Pero hasta ahora se ha precisado de todo lo que no es el film, y no de lo que es, o puede ser. Si pudiese precisar una cualidad que hace de El hombre… un film particular, es cierta condición de lo extático, de súbito arrebato que producen algunas de sus imágenes. Podría citarse al buey con que comienza el film, que en la detenida captura de su cuerpo, entre torpe y atemorizado, por momentos parecería encontrarse algo indiscerniblemente humano (y en lo que habría que anotar un poroto a favor a Weerasethakul, porque la bestia no deviene en humana por su naturaleza, sino por la forma en que es filmada). Así también, los espíritus del bosque están construidos por el director en una tan extraña como interesante indefinición entre lo salvaje y lo artificial, con esos movimientos que resultan auténticamente simiescos, pero esos ojos que parecen, más que dos órganos, dos lasers infatigables. Ante una película que se suele preciar por su fundición de espacios temporales y sus lentos y sostenidos planos, lo que fascina es la ireegular y descolgada voluptuosidad de algunos de estos elementos, en los que por un momento uno parecería quedarse presenciándolos, con la nariz contra el vidrio, hasta intercambiar identidades con ellos, como ocurre con el narrador de Axolotl, de Julio Cortázar.
Lo que quedan son esas imágenes, el hilo de agua de una diálisis avanzando por el suelo, una majuga albina en el fondo de una cueva, un pez gato cogiéndose a una princesa (con una extrañísima sensualidad que recuerda a los momentos altos de Tsai Ming Liang).
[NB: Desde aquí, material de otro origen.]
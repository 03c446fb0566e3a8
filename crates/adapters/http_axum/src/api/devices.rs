//! JSON REST handlers for devices.

use std::str::FromStr;

use axum::Json;
use axum::extract::{Path, State};
use axum::response::{IntoResponse, Response};

use sentra_app::ports::{DeviceRepository, EventPublisher, LogStore, VariantConfigSource};
use sentra_domain::device::Device;
use sentra_domain::error::SentraError;
use sentra_domain::id::DeviceId;

use crate::error::ApiError;
use crate::state::AppState;

/// Possible responses from the list endpoint.
pub enum ListResponse {
    Ok(Json<Vec<Device>>),
}

impl IntoResponse for ListResponse {
    fn into_response(self) -> Response {
        match self {
            Self::Ok(json) => json.into_response(),
        }
    }
}

/// Possible responses from the get endpoint.
pub enum GetResponse {
    Ok(Json<Device>),
}

impl IntoResponse for GetResponse {
    fn into_response(self) -> Response {
        match self {
            Self::Ok(json) => json.into_response(),
        }
    }
}

/// `GET /api/devices`
pub async fn list<DR, LS, P, CS>(
    State(state): State<AppState<DR, LS, P, CS>>,
) -> Result<ListResponse, ApiError>
where
    DR: DeviceRepository + Send + Sync + 'static,
    LS: LogStore + Send + Sync + 'static,
    P: EventPublisher + Send + Sync + 'static,
    CS: VariantConfigSource + Send + Sync + 'static,
{
    let devices = state.device_service.list_devices().await?;
    Ok(ListResponse::Ok(Json(devices)))
}

/// `GET /api/devices/{id}`
pub async fn get<DR, LS, P, CS>(
    State(state): State<AppState<DR, LS, P, CS>>,
    Path(id): Path<String>,
) -> Result<GetResponse, ApiError>
where
    DR: DeviceRepository + Send + Sync + 'static,
    LS: LogStore + Send + Sync + 'static,
    P: EventPublisher + Send + Sync + 'static,
    CS: VariantConfigSource + Send + Sync + 'static,
{
    let device_id = DeviceId::from_str(&id).map_err(SentraError::from)?;
    let device = state.device_service.get_device(&device_id).await?;
    Ok(GetResponse::Ok(Json(device)))
}
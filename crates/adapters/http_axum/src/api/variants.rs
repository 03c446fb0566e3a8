//! JSON REST handlers for variant configuration lookup.

use std::str::FromStr;

use axum::Json;
use axum::extract::{Path, State};

use sentra_app::ports::{DeviceRepository, EventPublisher, LogStore, VariantConfigSource};
use sentra_domain::error::{NotFoundError, SentraError};
use sentra_domain::variant::Variant;
use sentra_domain::variant_config::{self, VariantConfig, VariantSummary};

use crate::error::ApiError;
use crate::state::AppState;

/// `GET /api/config/variants` — display metadata for every variant.
pub async fn list<DR, LS, P, CS>(
    State(_state): State<AppState<DR, LS, P, CS>>,
) -> Json<Vec<VariantSummary>>
where
    DR: DeviceRepository + Send + Sync + 'static,
    LS: LogStore + Send + Sync + 'static,
    P: EventPublisher + Send + Sync + 'static,
    CS: VariantConfigSource + Send + Sync + 'static,
{
    let summaries = variant_config::all()
        .iter()
        .map(VariantConfig::summary)
        .collect();
    Json(summaries)
}

/// `GET /api/config/variants/{id}` — full configuration for one variant.
pub async fn get<DR, LS, P, CS>(
    State(state): State<AppState<DR, LS, P, CS>>,
    Path(id): Path<String>,
) -> Result<Json<VariantConfig>, ApiError>
where
    DR: DeviceRepository + Send + Sync + 'static,
    LS: LogStore + Send + Sync + 'static,
    P: EventPublisher + Send + Sync + 'static,
    CS: VariantConfigSource + Send + Sync + 'static,
{
    let variant = Variant::from_str(&id).map_err(|err| {
        SentraError::from(NotFoundError {
            entity: "Variant",
            id: err.0,
        })
    })?;
    let config = state.config_source.fetch(variant).await?;
    Ok(Json(config))
}
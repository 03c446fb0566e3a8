//! Log service — log queries and the aggregate stats projection.

use serde::Serialize;

use sentra_domain::device::DeviceStatus;
use sentra_domain::error::SentraError;
use sentra_domain::log::{LogLevel, LogRecord};

use crate::ports::{DeviceRepository, LogQuery, LogStore};

/// Aggregate counts over persisted logs and devices.
///
/// A pure read projection; nothing here feeds back into ingestion or
/// fan-out.
#[derive(Debug, Clone, PartialEq, Eq, Serialize)]
#[serde(rename_all = "camelCase")]
pub struct LogStats {
    pub total_logs: u64,
    pub critical_alerts: u64,
    pub warnings: u64,
    pub total_devices: u64,
    pub online_devices: u64,
}

/// Application service for log queries.
pub struct LogService<LS, DR> {
    logs: LS,
    devices: DR,
}

impl<LS, DR> LogService<LS, DR>
where
    LS: LogStore,
    DR: DeviceRepository,
{
    /// Create a new service backed by the given stores.
    pub fn new(logs: LS, devices: DR) -> Self {
        Self { logs, devices }
    }

    /// Fetch matching log records, newest first.
    ///
    /// # Errors
    ///
    /// Returns a storage error propagated from the log store.
    pub async fn recent(&self, query: LogQuery) -> Result<Vec<LogRecord>, SentraError> {
        self.logs.recent(query).await
    }

    /// Compute the aggregate stats projection.
    ///
    /// # Errors
    ///
    /// Returns a storage error propagated from either store.
    #[tracing::instrument(skip(self))]
    pub async fn stats(&self) -> Result<LogStats, SentraError> {
        Ok(LogStats {
            total_logs: self.logs.count().await?,
            critical_alerts: self.logs.count_by_level(LogLevel::Critical).await?,
            warnings: self.logs.count_by_level(LogLevel::Warning).await?,
            total_devices: self.devices.count().await?,
            online_devices: self.devices.count_by_status(DeviceStatus::Online).await?,
        })
    }
}
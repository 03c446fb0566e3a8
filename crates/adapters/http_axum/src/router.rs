//! Axum router assembly.

use axum::Router;
use axum::routing::get;
use tower_http::trace::TraceLayer;

use sentra_app::ports::{DeviceRepository, EventPublisher, LogStore, VariantConfigSource};

use crate::state::AppState;

/// Build the top-level axum [`Router`].
///
/// Mounts the JSON API and WebSocket stream under `/api`. Includes a
/// [`TraceLayer`] that logs each HTTP request/response at the `DEBUG` level
/// using the `tracing` ecosystem.
pub fn build<DR, LS, P, CS>(state: AppState<DR, LS, P, CS>) -> Router
where
    DR: DeviceRepository + Send + Sync + 'static,
    LS: LogStore + Send + Sync + 'static,
    P: EventPublisher + Send + Sync + 'static,
    CS: VariantConfigSource + Send + Sync + 'static,
{
    Router::new()
        .route("/health", get(health_check))
        .nest("/api", crate::api::routes())
        .layer(TraceLayer::new_for_http())
        .with_state(state)
}

async fn health_check() -> &'static str {
    "OK"
}

#[cfg(test)]
mod tests {
    use super::*;
    use std::future::Future;
    use std::sync::Arc;

    use axum::body::Body;
    use axum::http::{Request, StatusCode};
    use tower::ServiceExt;

    use sentra_app::config_source::StaticVariantConfigs;
    use sentra_app::event_bus::InProcessEventBus;
    use sentra_app::ports::LogQuery;
    use sentra_app::services::device_service::DeviceService;
    use sentra_app::services::ingest_service::{IngestMode, IngestService};
    use sentra_app::services::log_service::LogService;
    use sentra_domain::device::{Device, DeviceStatus};
    use sentra_domain::error::SentraError;
    use sentra_domain::id::DeviceId;
    use sentra_domain::log::{LogLevel, LogRecord};

    struct StubDeviceRepo;
    struct StubLogStore;

    impl DeviceRepository for StubDeviceRepo {
        async fn upsert(&self, device: Device) -> Result<Device, SentraError> {
            Ok(device)
        }
        async fn get_by_id(&self, _id: &DeviceId) -> Result<Option<Device>, SentraError> {
            Ok(None)
        }
        async fn get_all(&self) -> Result<Vec<Device>, SentraError> {
            Ok(vec![])
        }
        async fn count(&self) -> Result<u64, SentraError> {
            Ok(0)
        }
        async fn count_by_status(&self, _status: DeviceStatus) -> Result<u64, SentraError> {
            Ok(0)
        }
    }

    impl LogStore for StubLogStore {
        async fn append(&self, record: LogRecord) -> Result<LogRecord, SentraError> {
            Ok(record)
        }
        async fn recent(&self, _query: LogQuery) -> Result<Vec<LogRecord>, SentraError> {
            Ok(vec![])
        }
        async fn count(&self) -> Result<u64, SentraError> {
            Ok(0)
        }
        async fn count_by_level(&self, _level: LogLevel) -> Result<u64, SentraError> {
            Ok(0)
        }
    }

    fn test_state() -> AppState<StubDeviceRepo, StubLogStore, Arc<InProcessEventBus>, StaticVariantConfigs>
    {
        let event_bus = Arc::new(InProcessEventBus::new(16));
        AppState::new(
            IngestService::new(
                StubDeviceRepo,
                StubLogStore,
                Arc::clone(&event_bus),
                IngestMode::ServerComputed,
            ),
            DeviceService::new(StubDeviceRepo),
            LogService::new(StubLogStore, StubDeviceRepo),
            StaticVariantConfigs,
            event_bus,
        )
    }

    #[tokio::test]
    async fn should_return_ok_when_health_check_called() {
        let app = build(test_state());

        let response = app
            .oneshot(
                Request::builder()
                    .uri("/health")
                    .body(Body::empty())
                    .unwrap(),
            )
            .await
            .unwrap();

        assert_eq!(response.status(), StatusCode::OK);
    }

    #[tokio::test]
    async fn should_return_not_found_for_unknown_variant_config() {
        let app = build(test_state());

        let response = app
            .oneshot(
                Request::builder()
                    .uri("/api/config/variants/office")
                    .body(Body::empty())
                    .unwrap(),
            )
            .await
            .unwrap();

        assert_eq!(response.status(), StatusCode::NOT_FOUND);
    }

    #[tokio::test]
    async fn should_serve_variant_summaries() {
        let app = build(test_state());

        let response = app
            .oneshot(
                Request::builder()
                    .uri("/api/config/variants")
                    .body(Body::empty())
                    .unwrap(),
            )
            .await
            .unwrap();

        assert_eq!(response.status(), StatusCode::OK);
    }
}
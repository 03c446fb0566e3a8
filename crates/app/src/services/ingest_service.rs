//! Ingest service — the sole write path for device readings.
//!
//! One accepted reading produces three effects, in order: the device record
//! is created or refreshed, an immutable log record is appended, and the
//! resulting event is broadcast. Broadcast is fire-and-forget: a publish
//! failure never fails the ingestion itself.

use sentra_domain::device::Device;
use sentra_domain::error::{SentraError, ValidationError};
use sentra_domain::event::IngestEvent;
use sentra_domain::id::{DeviceId, LogId};
use sentra_domain::log::{LogLevel, LogRecord};
use sentra_domain::metrics::MetricSet;
use sentra_domain::severity::{self, Assessment, Severity};
use sentra_domain::variant::Variant;

use crate::ports::{DeviceRepository, EventPublisher, LogStore};

/// Where the severity of a reading is decided.
///
/// One mode is picked per deployment; the two are never mixed by guessing.
#[derive(Debug, Clone, Copy, PartialEq, Eq, Default, serde::Deserialize)]
#[serde(rename_all = "snake_case")]
pub enum IngestMode {
    /// Evaluate severity from raw metrics at the ingestion boundary,
    /// ignoring whatever the caller claims.
    #[default]
    ServerComputed,
    /// Trust the caller-supplied status and message without re-validation —
    /// a deliberate trust boundary for pipelines that evaluate upstream.
    /// Readings that arrive without a status are still evaluated here.
    TrustClient,
}

/// One inbound reading, as accepted by the ingestion entry point.
#[derive(Debug, Clone)]
pub struct IngestRequest {
    pub device_id: DeviceId,
    pub variant: Variant,
    pub metrics: MetricSet,
    pub status: Option<Severity>,
    pub message: Option<String>,
}

/// Outcome of a successful ingestion.
#[derive(Debug, Clone)]
pub struct IngestReceipt {
    pub log_id: LogId,
    pub event: IngestEvent,
}

/// Application service implementing the ingestion pipeline.
pub struct IngestService<DR, LS, P> {
    devices: DR,
    logs: LS,
    publisher: P,
    mode: IngestMode,
}

impl<DR, LS, P> IngestService<DR, LS, P>
where
    DR: DeviceRepository,
    LS: LogStore,
    P: EventPublisher,
{
    /// Create a new service with the given collaborators and mode.
    pub fn new(devices: DR, logs: LS, publisher: P, mode: IngestMode) -> Self {
        Self {
            devices,
            logs,
            publisher,
            mode,
        }
    }

    /// Ingest one reading.
    ///
    /// # Errors
    ///
    /// Returns [`SentraError::Validation`] when the reading carries no
    /// metrics, or a storage error from the device upsert or log append.
    /// Publish failures are swallowed; broadcast is best-effort.
    #[tracing::instrument(skip(self, request), fields(device_id = %request.device_id, variant = %request.variant))]
    pub async fn ingest(&self, request: IngestRequest) -> Result<IngestReceipt, SentraError> {
        if request.metrics.is_empty() {
            return Err(ValidationError::EmptyMetrics.into());
        }

        let Assessment { status, message } = self.assess(&request);

        let device = Device::registered(request.device_id.clone(), request.variant);
        self.devices.upsert(device).await?;

        let record = LogRecord::builder()
            .device_id(request.device_id.clone())
            .metrics(request.metrics.clone())
            .level(LogLevel::from_severity(status))
            .message(message.clone())
            .build();
        let stored = self.logs.append(record).await?;

        let event = IngestEvent::builder()
            .device_id(request.device_id)
            .variant(request.variant)
            .metrics(request.metrics)
            .status(status)
            .message(message)
            .timestamp(stored.timestamp)
            .build();

        if let Err(err) = self.publisher.publish(event.clone()).await {
            tracing::debug!(error = %err, "event publish failed; broadcast is best-effort");
        }

        Ok(IngestReceipt {
            log_id: stored.id,
            event,
        })
    }

    fn assess(&self, request: &IngestRequest) -> Assessment {
        match self.mode {
            IngestMode::ServerComputed => severity::evaluate(request.variant, &request.metrics),
            IngestMode::TrustClient => match request.status {
                Some(status) => Assessment {
                    status,
                    message: request.message.clone().unwrap_or_default(),
                },
                None => severity::evaluate(request.variant, &request.metrics),
            },
        }
    }
}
Ante todo el resto, por momentos parece que Weerasethakul se quedara sentado sobre su hueso –descendiendo en calidad estrepitosamente cuando el film intenta hablar de algo más concreto y más atado al presente, como cuando al final se trae al monje que tiene celular y quiere vestirse y hablar diferente- tratando ciertos temas tan tangencialmente que sería un error incluirlos dentro de su agenda temática (en este sentido, hablar de una dimensión política y social, como se habló en otros medios, parece algo completamente forzado).
Lo que queda es eso, quedarse mirando a los dos ojos rojos y esperar la transmutación, aunque para algunos podrá ser tan aburrido como mirarse las manos sin estar drogado.
Supongo que comentar en este blog es bastante inútil y que la conversación ni siquiera es el objetivo que intuyo más documental. De todas formas quería mencionar que descubrí a Joe en la exposición que hizo hace unos meses en el New Museum http://www.newmuseum.org/exhibitions/439 precisamente relacionada con esta película que aún no vi.
ResponderEliminarHonestamente me cuesta disfrutar de instalaciones multi-medio en los museos, pero ésta me pareció hermosa, inmersiva y perturbadora pero tierna y casi heroica por momentos. Es una pena que no hayas hablado más de la película aunque esta meta-crítica haya sido interesante.